(Given data Opens)

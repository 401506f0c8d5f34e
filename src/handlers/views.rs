//! Screens shared by several handlers.

use tracing::{debug, warn};

use crate::avatar::model::{Avatar, Bracket};
use crate::avatar::validate::{MAX_BRACKET_LEN, MAX_ICON_URL_LEN, MAX_NAME_LEN};
use crate::avatar::AvatarForm;
use crate::common::error::BotResult;
use crate::dispatch::response::{
    colour, ActionRow, Attachment, Button, ButtonStyle, Embed, ModalForm, Response, SelectMenu,
    SelectOption, TextInput, MAX_SELECT_OPTIONS,
};
use crate::dispatch::BotContext;
use crate::render::{self, Template};
use crate::stats::MAX_LEVEL;

pub const LIST_SELECT_ID: &str = "avatar";
pub const CREATE_BUTTON_ID: &str = "create_avatar";
pub const REFRESH_BUTTON_ID: &str = "refresh";
pub const BACK_BUTTON_ID: &str = "back";
pub const FORM_ID: &str = "avatar_form";
pub const FORM_NAME: &str = "avatar_name";
pub const FORM_BRACKET: &str = "avatar_bracket";
pub const FORM_ICON: &str = "avatar_icon";
pub const SPECIES_SELECT_PREFIX: &str = "species_select_";
pub const CANCEL_BUTTON_ID: &str = "cancel_avatar";

const PREVIEW_TEXT: &str = "Hello there!";
const TOP_AVATARS: usize = 3;

fn species_emoji<'a>(ctx: &'a BotContext, species: &str) -> &'a str {
    ctx.catalog.get(species).map(|s| s.emoji.as_str()).unwrap_or("👤")
}

/// Every avatar of `owner_id`, newest first, with a picker and a rendered overview.
pub async fn avatar_list(ctx: &BotContext, owner_id: u64, owner_name: &str) -> BotResult<Response> {
    let avatars = ctx.cache.get(owner_id).await?;

    let mut embed = Embed::new()
        .title("👤 Avatars")
        .footer(format!("Avatars of {}", owner_name));
    let mut response = Response::default();

    if avatars.is_empty() {
        embed = embed.description("You have no avatars yet. Create one to start speaking as it.");
    } else {
        let plural = if avatars.len() == 1 { "" } else { "s" };
        embed = embed.description(format!(
            "You have **{}** avatar{}\nSelect one to edit it, or create a new one.",
            avatars.len(),
            plural
        ));

        let mut top: Vec<String> = avatars
            .iter()
            .take(TOP_AVATARS)
            .map(|a| format!("{} **{}** - Level {}", species_emoji(ctx, &a.species), a.name, a.level))
            .collect();
        if avatars.len() > TOP_AVATARS {
            top.push(format!("... and {} more", avatars.len() - TOP_AVATARS));
        }
        embed = embed.field("🌟 Your avatars", top.join("\n"), false);

        match ctx
            .renderer
            .render(Template::Characters, &render::characters_props(&avatars))
            .await
        {
            Ok(bytes) => {
                embed = embed.image("attachment://avatars.png");
                response = response.with_attachment(Attachment {
                    filename: "avatars.png".to_string(),
                    bytes,
                });
            }
            Err(e) => debug!("Avatar overview not rendered: {}", e),
        }

        let options = avatars
            .iter()
            .take(MAX_SELECT_OPTIONS)
            .map(|a| {
                SelectOption::new(a.name.clone(), a.id.to_string())
                    .description(format!("Level {} {}", a.level, ctx.catalog.display_name(&a.species)))
                    .emoji(species_emoji(ctx, &a.species))
            })
            .collect();
        response = response.with_row(ActionRow::Select(
            SelectMenu::new(LIST_SELECT_ID, options).placeholder("Choose an avatar"),
        ));
    }

    response.embeds.push(embed);
    Ok(response.with_row(ActionRow::Buttons(vec![
        Button::new(CREATE_BUTTON_ID, "➕ Create avatar", ButtonStyle::Success),
        Button::new(REFRESH_BUTTON_ID, "🔄 Refresh", ButtonStyle::Secondary),
    ])))
}

/// One avatar with its stats, card and action buttons.
pub async fn avatar_detail(ctx: &BotContext, avatar: &Avatar) -> Response {
    let species = ctx.catalog.display_name(&avatar.species);
    let preview = Bracket::parse(&avatar.bracket)
        .map(|b| b.wrap(PREVIEW_TEXT))
        .unwrap_or_else(|_| avatar.bracket.clone());

    let mut embed = Embed::new()
        .colour(colour::AVATAR)
        .title(format!("{} {}", species_emoji(ctx, &avatar.species), avatar.name))
        .thumbnail(avatar.icon_url.clone())
        .field("Species", species, true)
        .field("Level", format!("{}/{}", avatar.level, MAX_LEVEL), true)
        .field("Bracket", format!("`{}`", avatar.bracket), true)
        .field("Preview", preview, false)
        .footer(format!("Created {}", avatar.created_at.format("%Y-%m-%d")));

    match ctx.catalog.compute(&avatar.species, avatar.level) {
        Some(stats) if !stats.is_empty() => {
            let lines: Vec<String> = stats
                .iter()
                .map(|(attribute, value)| format!("**{}**: {}", attribute, value))
                .collect();
            embed = embed.field("📊 Stats", lines.join("\n"), false);
        }
        Some(_) => {}
        None => warn!(
            "Avatar {} has unknown species '{}', showing no stats",
            avatar.id, avatar.species
        ),
    }

    let mut response = Response::default();
    match ctx
        .renderer
        .render(Template::CharacterCard, &render::card_props(avatar))
        .await
    {
        Ok(bytes) => {
            embed = embed.image("attachment://character.png");
            response = response.with_attachment(Attachment {
                filename: "character.png".to_string(),
                bytes,
            });
        }
        Err(e) => debug!("Character card not rendered: {}", e),
    }
    response.embeds.push(embed);

    let id = avatar.id;
    response
        .with_row(ActionRow::Buttons(vec![
            Button::new(format!("edit_name_{}", id), "✏️ Rename", ButtonStyle::Secondary),
            Button::new(format!("edit_bracket_{}", id), "🔧 Edit bracket", ButtonStyle::Secondary),
            Button::new(format!("edit_avatar_url_{}", id), "🖼️ Edit image", ButtonStyle::Secondary),
        ]))
        .with_row(ActionRow::Buttons(vec![
            Button::new(format!("delete_avatar_{}", id), "🗑️ Delete", ButtonStyle::Danger),
            Button::new(format!("levelup_{}", id), "⬆️ Level up", ButtonStyle::Success)
                .disabled(avatar.level >= MAX_LEVEL),
            Button::new(BACK_BUTTON_ID, "◀️ Back", ButtonStyle::Primary),
        ]))
}

pub fn creation_form() -> ModalForm {
    ModalForm {
        custom_id: FORM_ID.to_string(),
        title: "🎭 Create an avatar".to_string(),
        inputs: vec![
            TextInput::short(FORM_NAME, "Avatar name")
                .placeholder(format!("Up to {} characters", MAX_NAME_LEN))
                .max_length(MAX_NAME_LEN as u16),
            TextInput::short(FORM_BRACKET, "Bracket")
                .placeholder("e.g. [text] or k:text, must contain 'text'")
                .max_length(MAX_BRACKET_LEN as u16),
            TextInput::short(FORM_ICON, "Image link")
                .placeholder("https://example.com/avatar.png")
                .max_length(MAX_ICON_URL_LEN as u16),
        ],
    }
}

/// Second wizard step: preview of the parked form and the species picker.
pub fn species_picker(ctx: &BotContext, owner_id: u64, form: &AvatarForm) -> Response {
    let preview = Bracket::parse(&form.bracket)
        .map(|b| b.wrap(PREVIEW_TEXT))
        .unwrap_or_else(|_| form.bracket.clone());

    let embed = Embed::new()
        .colour(colour::AVATAR)
        .title(format!("🎭 {}", form.name))
        .description("Pick a species to finish creating your avatar.")
        .thumbnail(form.icon_url.clone())
        .field("Bracket", format!("`{}`", form.bracket), true)
        .field("Preview", preview, true);

    let options = ctx
        .catalog
        .iter()
        .take(MAX_SELECT_OPTIONS)
        .map(|species| {
            SelectOption::new(species.display.clone(), species.key.clone()).emoji(species.emoji.clone())
        })
        .collect();

    Response::embed(embed)
        .with_row(ActionRow::Select(
            SelectMenu::new(format!("{}{}", SPECIES_SELECT_PREFIX, owner_id), options)
                .placeholder("Choose a species"),
        ))
        .with_row(ActionRow::Buttons(vec![Button::new(
            CANCEL_BUTTON_ID,
            "✖️ Cancel",
            ButtonStyle::Secondary,
        )]))
}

(Given data Closes)

*Prompt*. Search the entries for the word "short" and pick out every line that holds it.

*Result of this task*.
            TextInput::short(FORM_NAME, "Avatar name")
            TextInput::short(FORM_BRACKET, "Bracket")
            TextInput::short(FORM_ICON, "Image link")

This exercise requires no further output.